Task statement:
Your task is to gather the lines below that hold the string "TempDirUnavailable".

# # # # #

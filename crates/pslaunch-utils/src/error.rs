//! Error types for the launcher pipeline.
//!
//! Every failure is terminal for the run. Errors that come from an OS call
//! carry the `io::Error` built from the platform code captured right after
//! the failing call, and [`LauncherError::to_exit_code()`] turns that code
//! into the launcher's own exit code.

use std::io;
use std::path::PathBuf;
use thiserror::Error;

use crate::exit_codes::ExitCode;

/// Which part of the pipeline an error came from.
#[derive(Debug, Clone, Copy, PartialEq, Eq, Hash)]
pub enum ErrorCategory {
    /// Module handle or embedded resource lookup
    Resource,
    /// Temporary script creation, rename, or write
    Filesystem,
    /// Interpreter spawn, wait, or exit-code query
    Process,
}

impl std::fmt::Display for ErrorCategory {
    fn fmt(&self, f: &mut std::fmt::Formatter<'_>) -> std::fmt::Result {
        match self {
            ErrorCategory::Resource => write!(f, "resource"),
            ErrorCategory::Filesystem => write!(f, "filesystem"),
            ErrorCategory::Process => write!(f, "process"),
        }
    }
}

/// Launcher errors, one variant per failure point.
#[derive(Error, Debug)]
pub enum LauncherError {
    // Resource errors
    #[error("module handle unavailable: {source}")]
    ModuleUnavailable { source: io::Error },

    #[error("embedded script resource {id} not found: {source}")]
    ResourceNotFound { id: u16, source: io::Error },

    #[error("embedded script resource {id} could not be loaded: {source}")]
    ResourceLoadFailed { id: u16, source: io::Error },

    #[error("embedded script resource {id} is empty")]
    ResourceEmpty { id: u16 },

    // Filesystem errors
    #[error("temporary directory unavailable: {source}")]
    TempDirUnavailable { source: io::Error },

    #[error("failed to create temporary file in {dir}: {source}")]
    TempCreateFailed { dir: PathBuf, source: io::Error },

    #[error("failed to rename {from} to {to}: {source}")]
    TempRenameFailed {
        from: PathBuf,
        to: PathBuf,
        source: io::Error,
    },

    #[error("failed to write script {path}: {source}")]
    ScriptWriteFailed { path: PathBuf, source: io::Error },

    #[error("short write to {path}: {written} of {expected} bytes")]
    ScriptTruncated {
        path: PathBuf,
        written: u64,
        expected: u64,
    },

    // Process errors
    #[error("failed to launch interpreter {interpreter}: {source}")]
    LaunchFailed {
        interpreter: PathBuf,
        source: io::Error,
    },

    #[error("failed to retrieve interpreter exit code: {source}")]
    WaitFailed { source: io::Error },
}

impl LauncherError {
    /// The pipeline stage this error belongs to.
    #[must_use]
    pub fn category(&self) -> ErrorCategory {
        match self {
            Self::ModuleUnavailable { .. }
            | Self::ResourceNotFound { .. }
            | Self::ResourceLoadFailed { .. }
            | Self::ResourceEmpty { .. } => ErrorCategory::Resource,
            Self::TempDirUnavailable { .. }
            | Self::TempCreateFailed { .. }
            | Self::TempRenameFailed { .. }
            | Self::ScriptWriteFailed { .. }
            | Self::ScriptTruncated { .. } => ErrorCategory::Filesystem,
            Self::LaunchFailed { .. } | Self::WaitFailed { .. } => ErrorCategory::Process,
        }
    }

    /// The OS error behind this failure, if any.
    #[must_use]
    pub fn os_error(&self) -> Option<&io::Error> {
        match self {
            Self::ModuleUnavailable { source }
            | Self::ResourceNotFound { source, .. }
            | Self::ResourceLoadFailed { source, .. }
            | Self::TempDirUnavailable { source }
            | Self::TempCreateFailed { source, .. }
            | Self::TempRenameFailed { source, .. }
            | Self::ScriptWriteFailed { source, .. }
            | Self::LaunchFailed { source, .. }
            | Self::WaitFailed { source } => Some(source),
            Self::ResourceEmpty { .. } | Self::ScriptTruncated { .. } => None,
        }
    }

    /// Map this error to the launcher's exit code.
    ///
    /// The captured platform error code when there is one, otherwise
    /// [`ExitCode::FAILURE`].
    #[must_use]
    pub fn to_exit_code(&self) -> ExitCode {
        self.os_error()
            .map_or(ExitCode::FAILURE, ExitCode::from_os_error)
    }
}

/// Convert a `windows` crate error into an `io::Error` carrying the raw Win32 code.
///
/// The `windows` crate reports Win32 failures as `HRESULT_FROM_WIN32(code)`;
/// unpack those so the exit code is the plain `GetLastError()` value.
#[cfg(windows)]
#[must_use]
pub fn win32_error(err: &windows::core::Error) -> io::Error {
    const FACILITY_WIN32_MASK: u32 = 0xFFFF_0000;
    const FACILITY_WIN32_BITS: u32 = 0x8007_0000;

    let hr = err.code().0 as u32;
    let code = if hr & FACILITY_WIN32_MASK == FACILITY_WIN32_BITS {
        hr & 0xFFFF
    } else {
        hr
    };
    io::Error::from_raw_os_error(code as i32)
}
//! Platform process backends.

#[cfg(windows)]
pub mod windows;

#[cfg(windows)]
pub use self::windows::{OwnedHandle, Win32Child, Win32Spawner};

/// The spawner used for real launches on this host.
#[cfg(windows)]
pub type DefaultSpawner = Win32Spawner;

/// The spawner used for real launches on this host.
#[cfg(not(windows))]
pub type DefaultSpawner = crate::process::StdSpawner;
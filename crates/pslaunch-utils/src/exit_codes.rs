//! Exit code type for the launcher.
//!
//! The launcher's own exit code is either the wrapped script's exit code,
//! forwarded verbatim, or the platform error code captured when a launcher
//! step failed.
//!
//! | Code | Constant | Description |
//! |------|----------|-------------|
//! | 0 | `SUCCESS` | Script ran and exited with 0 |
//! | 1 | `FAILURE` | Generic failure with no platform code to report |
//! | other | | Script exit code or captured platform error code |

use std::io;

/// Process exit code, stored as the 32-bit value Windows hands out (`DWORD`).
///
/// Codes above `i32::MAX` (NTSTATUS crash codes such as `0xC000_0005`) are
/// valid and survive [`as_i32()`](Self::as_i32) bit-for-bit.
///
/// # Example
///
/// ```rust
/// use pslaunch_utils::ExitCode;
///
/// assert_eq!(ExitCode::SUCCESS.as_u32(), 0);
/// assert_eq!(ExitCode::from(0xC000_0005).as_i32(), 0xC000_0005_u32 as i32);
/// ```
#[derive(Debug, Clone, Copy, PartialEq, Eq, Hash)]
pub struct ExitCode(u32);

impl ExitCode {
    /// Success - the script exited with 0
    pub const SUCCESS: ExitCode = ExitCode(0);

    /// Generic failure - a launcher step failed without a platform error code
    pub const FAILURE: ExitCode = ExitCode(1);

    /// Get the raw 32-bit exit code.
    #[must_use]
    pub const fn as_u32(self) -> u32 {
        self.0
    }

    /// Get the exit code as passed to `std::process::exit()`.
    ///
    /// The bit pattern is preserved, so Windows reports the same `DWORD`.
    #[must_use]
    pub const fn as_i32(self) -> i32 {
        self.0 as i32
    }

    /// Map an OS error to an exit code.
    ///
    /// Uses the raw platform error code when the error carries one. An error
    /// without a code, or with code 0, becomes [`FAILURE`](Self::FAILURE) so a
    /// failed run never exits as success.
    #[must_use]
    pub fn from_os_error(err: &io::Error) -> Self {
        match err.raw_os_error() {
            Some(code) if code != 0 => ExitCode(code as u32),
            _ => Self::FAILURE,
        }
    }

    #[must_use]
    pub const fn is_success(self) -> bool {
        self.0 == 0
    }
}

impl From<u32> for ExitCode {
    fn from(code: u32) -> Self {
        ExitCode(code)
    }
}

impl From<ExitCode> for u32 {
    fn from(code: ExitCode) -> Self {
        code.0
    }
}

impl From<ExitCode> for i32 {
    fn from(code: ExitCode) -> Self {
        code.as_i32()
    }
}

impl std::fmt::Display for ExitCode {
    fn fmt(&self, f: &mut std::fmt::Formatter<'_>) -> std::fmt::Result {
        write!(f, "{}", self.0)
    }
}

# # # # #

Result for this exercise:
    TempDirUnavailable { source: io::Error },
            Self::TempDirUnavailable { .. }
            | Self::TempDirUnavailable { source }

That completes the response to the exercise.